BEGIN Listed entries

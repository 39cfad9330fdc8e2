//! Persistence collaborator trait and errors.
//!
//! The core never talks to a database directly; it calls into a
//! [`FlagStore`], a capability covering both stores the design needs:
//! the mutable `flag_state` rows (latest value per series+flag) and the
//! append-only `history` event log. The `flagwatch-db` crate provides the
//! `PostgreSQL` implementation; tests substitute an in-memory one.

use async_trait::async_trait;
use flagwatch_types::{CurrentFlag, HistoryEvent, NewEvent, Series, Snapshot};

/// Fixed page size of the history feed, newest first.
pub const HISTORY_PAGE_SIZE: usize = 100;

/// Errors surfaced by a [`FlagStore`] implementation.
///
/// Any write-side error during a diff run aborts the whole run with no
/// partial effect; read-side errors surface to the query caller unchanged.
#[derive(Debug, thiserror::Error)]
pub enum StoreError {
    /// The underlying database failed or rejected an operation.
    #[error("database error: {0}")]
    Database(String),

    /// A stored row could not be converted back into domain types.
    #[error("corrupt row: {0}")]
    CorruptRow(String),
}

/// Filters for the history feed.
///
/// `flag` without `series` is allowed and scopes the flag name across all
/// series. When `series` is absent, `TrackingBegan` events are excluded:
/// the initial import of a series is noise in a cross-series feed, but
/// part of the lifecycle when one series is viewed on its own.
#[derive(Debug, Clone, Default, PartialEq, Eq)]
pub struct HistoryFilter {
    /// Restrict the feed to one series.
    pub series: Option<Series>,
    /// Restrict the feed to one flag name.
    pub flag: Option<String>,
}

/// The persistence capability the engine calls into.
///
/// `apply_diff` must be atomic with respect to the readers: a reader may
/// observe the pre- or post-diff state of a series, but never new state
/// without its events or events without the state.
#[async_trait]
pub trait FlagStore: Send + Sync {
    /// Read the full prior state for a series (empty map if never seen).
    async fn read_state(&self, series: Series) -> Result<Snapshot, StoreError>;

    /// Replace the series' state with `new_state` and append `events`,
    /// all or nothing.
    async fn apply_diff(
        &self,
        series: Series,
        new_state: &Snapshot,
        events: &[NewEvent],
    ) -> Result<(), StoreError>;

    /// Every tracked flag for a series in flag-name order, each with the
    /// time of its newest non-initial event (absent if never changed).
    async fn current_flags(&self, series: Series) -> Result<Vec<CurrentFlag>, StoreError>;

    /// The history feed: newest first, capped at [`HISTORY_PAGE_SIZE`].
    async fn history(&self, filter: &HistoryFilter) -> Result<Vec<HistoryEvent>, StoreError>;
}
//! Error types for the API layer.
//!
//! [`ServiceError`] unifies all failure modes into a single enum that can
//! be converted into an Axum HTTP response via its
//! [`IntoResponse`](axum::response::IntoResponse) implementation.
//!
//! Unknown series are rejected with 400 before any store access; upstream
//! fetch failures surface as 502 so callers can distinguish "our store
//! broke" from "the flag endpoint is down" and retry accordingly.

use axum::http::StatusCode;
use axum::response::{IntoResponse, Response};
use flagwatch_core::ingest::IngestError;
use flagwatch_core::store::StoreError;
use flagwatch_types::UnknownSeriesError;

/// Errors that can occur in the API layer.
#[derive(Debug, thiserror::Error)]
pub enum ServiceError {
    /// The requested series is outside the closed enumeration.
    #[error(transparent)]
    UnknownSeries(#[from] UnknownSeriesError),

    /// A caller-initiated ingestion failed.
    #[error("ingestion failed: {0}")]
    Ingest(#[from] IngestError),

    /// A read against the store failed.
    #[error("store error: {0}")]
    Store(#[from] StoreError),
}

impl IntoResponse for ServiceError {
    fn into_response(self) -> Response {
        let (status, message) = match &self {
            Self::UnknownSeries(e) => (StatusCode::BAD_REQUEST, e.to_string()),
            Self::Ingest(IngestError::Fetch(_)) => (StatusCode::BAD_GATEWAY, self.to_string()),
            Self::Ingest(IngestError::Store(_)) | Self::Store(_) => {
                (StatusCode::INTERNAL_SERVER_ERROR, self.to_string())
            }
        };

        let body = serde_json::json!({
            "error": message,
            "status": status.as_u16(),
        });

        (status, axum::Json(body)).into_response()
    }
}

END Listed entries

* Exercise details *
If a line in the entries holds the string "ServiceError", copy it.

* Your solution *
//! [`ServiceError`] unifies all failure modes into a single enum that can
pub enum ServiceError {
impl IntoResponse for ServiceError {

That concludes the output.